Monday 9th July, 2012

Orthogonal data

This blog post was written before the release of DataTables 1.10, and therefore is outdated in areas. 1.10, for example can use columns.render as well as columns.data. This post is left for reference, but please refer to the orthogonal data section of the manual for instructions on how to use DataTables with orthogonal data.

Data is complex. Not only will data displayed in your tables have rules relating how each data point corresponds to the others in your table, but also each data point itself can take multiple forms. Consider for example currency data; for display it might be shown formatted with a currency sign and thousand separators, while sorting should happen numerically and searching on the data will accept either form. In this post we'll examine how DataTables can use different forms of single data points to present a complex data set in an intuitive manner for the user of the table.

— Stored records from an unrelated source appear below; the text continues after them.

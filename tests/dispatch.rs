// Copyright 2025 STARGA Inc.
// Licensed under the Apache License, Version 2.0 (the “License”);
// you may not use this file except in compliance with the License.
// You may obtain a copy of the License at:
//     http://www.apache.org/licenses/LICENSE-2.0
//
// Unless required by applicable law or agreed to in writing, software
// distributed under the License is distributed on an “AS IS” BASIS,
// WITHOUT WARRANTIES OR CONDITIONS OF ANY KIND, either express or implied.
// See the License for the specific language governing permissions and
// limitations under the License.

// Part of the MIND project (Machine Intelligence Native Design).

use std::process::Command;
use std::sync::atomic::{AtomicUsize, Ordering};
use std::sync::Arc;

use mind_xcall::abi::{XcallErrorRecord, XcallFrame};
use mind_xcall::dispatch::Dispatcher;
use mind_xcall::frame::{HostScratch, ScratchAllocator};
use mind_xcall::prelude::*;

const FATAL_CHILD_ENV: &str = "MIND_XCALL_TEST_FATAL_CHILD";

/// Squares the input into scratch memory and writes the sum of squares.
unsafe extern "C" fn sum_of_squares(frame: *mut XcallFrame) -> *mut XcallErrorRecord {
    let frame = &mut *frame;
    let x = match frame.args()[0].as_slice::<f32>() {
        Ok(x) => x,
        Err(err) => return XcallErrorRecord::from_error(&err),
    };
    let block = match frame.scratch_allocate(std::mem::size_of_val(x), 4) {
        Ok(block) => block as *mut f32,
        Err(err) => return XcallErrorRecord::from_error(&err),
    };
    let squares = std::slice::from_raw_parts_mut(block, x.len());
    for (s, v) in squares.iter_mut().zip(x) {
        *s = v * v;
    }
    let out = match frame.rets()[0].as_mut_slice::<f32>() {
        Ok(out) => out,
        Err(err) => return XcallErrorRecord::from_error(&err),
    };
    out[0] = squares.iter().sum();
    std::ptr::null_mut()
}

fn neg() -> Capsule {
    Capsule::from_fn(|frame| {
        let (inputs, results) = frame.io_mut();
        let x = inputs[0].typed::<f32>()?;
        for (o, v) in results[0].typed_mut::<f32>()?.iter_mut().zip(x) {
            *o = -v;
        }
        Ok(())
    })
}

#[test]
fn invoke_by_name_resolves_and_runs() {
    let registry = Registry::new();
    registry.register("neg", "host", neg()).unwrap();
    let x = HostArray::from_vec(vec![1.0f32, -2.0, 3.0, 0.0]);
    let mut out = HostArray::zeros(DType::F32, &[4]).unwrap();
    let declared = [ShapeDType::new(DType::F32, &[4])];

    Dispatcher::default()
        .invoke_by_name(
            &registry,
            "neg",
            Attributes::new(),
            vec![x.view()],
            &declared,
            vec![out.view_mut()],
            ExecutionContext::host(),
        )
        .unwrap();
    assert_eq!(out.to_vec::<f32>().unwrap(), vec![-1.0, 2.0, -3.0, 0.0]);

    let err = Dispatcher::default()
        .invoke_by_name(
            &registry,
            "neg",
            Attributes::new(),
            vec![x.view()],
            &declared,
            vec![out.view_mut()],
            ExecutionContext::new(Platform::new("gpu")),
        )
        .unwrap_err();
    assert_eq!(err.category(), ErrorCategory::NotFound);
}

#[test]
fn native_handler_allocates_scratch_for_one_call() {
    let registry = Registry::new();
    registry
        .register("sum_sq", "host", Capsule::host(sum_of_squares))
        .unwrap();
    let scratch = Arc::new(HostScratch::new(64));
    let site = CallSite::builder("sum_sq", vec![ShapeDType::new(DType::F32, &[1])])
        .registry(&registry)
        .config(BridgeConfig::default())
        .context(ExecutionContext::host().with_scratch(scratch.clone()))
        .build()
        .unwrap();

    let x = HostArray::from_vec(vec![1.0f32, 2.0, 3.0, 4.0]);
    for _ in 0..8 {
        let out = site.call(&[&x], Attributes::new()).unwrap();
        assert_eq!(out[0].to_vec::<f32>().unwrap(), vec![30.0]);
        assert_eq!(scratch.used(), 0);
        assert_eq!(scratch.active(), 0);
    }

    let bare = CallSite::builder("sum_sq", vec![ShapeDType::new(DType::F32, &[1])])
        .registry(&registry)
        .config(BridgeConfig::default())
        .build()
        .unwrap();
    let err = bare.call(&[&x], Attributes::new()).unwrap_err();
    assert_eq!(err.category(), ErrorCategory::InvalidArgument);
}

#[test]
fn rust_handler_sees_scratch_held_during_the_call() {
    let registry = Registry::new();
    let scratch = Arc::new(HostScratch::new(128));
    let seen = Arc::new(AtomicUsize::new(0));
    let (watch, record) = (scratch.clone(), seen.clone());
    registry
        .register(
            "scratchy",
            "host",
            Capsule::from_fn(move |frame| {
                let scratch = frame
                    .ctx()
                    .scratch()
                    .cloned()
                    .ok_or_else(|| XcallError::InvalidArgument("no scratch".into()))?;
                scratch.allocate(48, 8)?;
                record.store(watch.used() * 100 + watch.active(), Ordering::SeqCst);
                Ok(())
            }),
        )
        .unwrap();
    let site = CallSite::builder("scratchy", vec![])
        .registry(&registry)
        .config(BridgeConfig::default())
        .context(ExecutionContext::host().with_scratch(scratch.clone()))
        .build()
        .unwrap();

    site.call(&[], Attributes::new()).unwrap();
    assert_eq!(seen.load(Ordering::SeqCst), 48 * 100 + 1);
    assert_eq!(scratch.used(), 0);
}

#[test]
fn fatal_handler_error_child() {
    if std::env::var_os(FATAL_CHILD_ENV).is_none() {
        return;
    }
    let registry = Registry::new();
    registry
        .register(
            "doomed",
            "host",
            Capsule::from_fn(|_| Err(XcallError::Internal("doomed".into()))),
        )
        .unwrap();
    let config = BridgeConfig {
        fatal_handler_errors: true,
        ..BridgeConfig::default()
    };
    let site = CallSite::builder("doomed", vec![])
        .registry(&registry)
        .config(config)
        .build()
        .unwrap();
    let outcome = site.call(&[], Attributes::new());
    panic!("fatal handler error returned {outcome:?}");
}

#[test]
fn fatal_handler_errors_abort_the_process() {
    let output = Command::new(std::env::current_exe().unwrap())
        .args(["--exact", "fatal_handler_error_child", "--test-threads=1"])
        .env(FATAL_CHILD_ENV, "1")
        .output()
        .unwrap();
    assert!(!output.status.success(), "{output:?}");
    #[cfg(unix)]
    {
        use std::os::unix::process::ExitStatusExt;
        assert_eq!(output.status.signal(), Some(6), "{output:?}");
    }
}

DataTables has four built-in data operations, each of which can potentially use an independent data source. These four operations are:

  • Display
  • Sorting
  • Type detection
  • Filtering

By default DataTables will use the same data for all four operations, but with DataTables 1.9 this can easily be modified.

mData as a function

DataTables 1.8 introduced a new property called mData which allows DataTables to use virtually any JSON object as a data source for a table (discussed at length in the blog post Extended data source options with DataTables), and DataTables 1.9 builds upon this property to allow orthogonal data to be used for the different data types that DataTables works with.

In DataTables 1.9 mData can be given as a function, with DataTables telling you what operation it is requesting data for. This allows you to process the data accordingly and return the data for the requested data type. Additionally, in order to make the initialisation of DataTables as clean as possible when using mData as a function, data can also be set with this function. Accordingly the function for mData is passed three parameters:

  • {array|object} The data source for the row
  • {string} The type call data requested - this will be 'set' when setting data or 'filter', 'display', 'type', 'sort' or undefined when gathering data. Note that when undefined is given for the type DataTables expects to get the raw data for the object back
  • {*} Data to set when the second parameter is 'set'.

The return value from the function is not required when 'set' is the type of call, but otherwise the return is what will be used for the data requested.

Currency example

Let's build an example mData function for our currency example. Note that for efficiency, since the 'set' action occurs only once (unless the data is updated in future), we store three different forms of the data on the 'set' action which allows very fast lookup of each data type (trading memory for speed). From this we can build our function like this:

function ( data, type, val ) {
    if (type === 'set') {
        // Store the base value
        data.price = val;

        // Display is formatted with a dollar sign and number formatting
        data.price_display = val==="" ? "" : "$"+numberFormat(val);

        // Filtering can occur on the formatted number, or the value alone
        data.price_filterĀ  = val==="" ? "" : data.price_display+" "+val;
        return;
    }
    else if (type === 'display') {
        return data.price_display;
    }
    else if (type === 'filter') {
        return data.price_filter;
    }
    // 'sort', 'type' and undefined all just use the integer
    return data.price;
}

It can be seen how any formatting can be applied to our data in this function and how any data property from the source data can be accessed and used (mathematical calculations could be performed, or the data could be pre-formatted on the server for Ajax sourced data for example). In the function above we use a formatting function (numberFormat) to add thousand separators to format each number for readability.

You can see this example running, with full source code for the demonstration.

Building it up

No doubt you can see how the currency example just scratches the surface of what is possible when using mData as a function. Other use cases include the formatting of telephone numbers, dates and any other data that might be displayed differently from how it is sorted or filtered.

The example below shows a four column table with:

  • Name - no extra processing
  • Phone - telephone number which is formatted for display and filtering
  • Salary - currency column which uses the function shown above
  • Join date - a date column that allows complex filtering by different date formats. For example although the date is shown as YYYY/MM/DD, try filtering the table on "December" - the filter value is dynamically computed from the data source.

View Javascript source

Relationship to fnRender

If you've worked with DataTables before, you might notice that there is a significant degree of overlap between mData as discussed here, and fnRender. fnRender has been in DataTables since v1.0 and provides only the 'display' aspect of the newer mData functionality. As such, fnRender is now considered to be outmoded and replaced by mData as a function. fnRender is still available in DataTables as it can be convenient and for backwards compatibility, but in general, mData usage is now encouraged in preference to fnRender.

Conclusion

We've seen here how complex data used in tables can be, with even individual data points having multiple possible forms depending on the use case for the data. Using mData as a function in DataTables lets us to readily build simple data handling functions that allows us to exploit the complexity of our data to the fullest benefit for the user of the table, presenting an intuitive interface that simply works.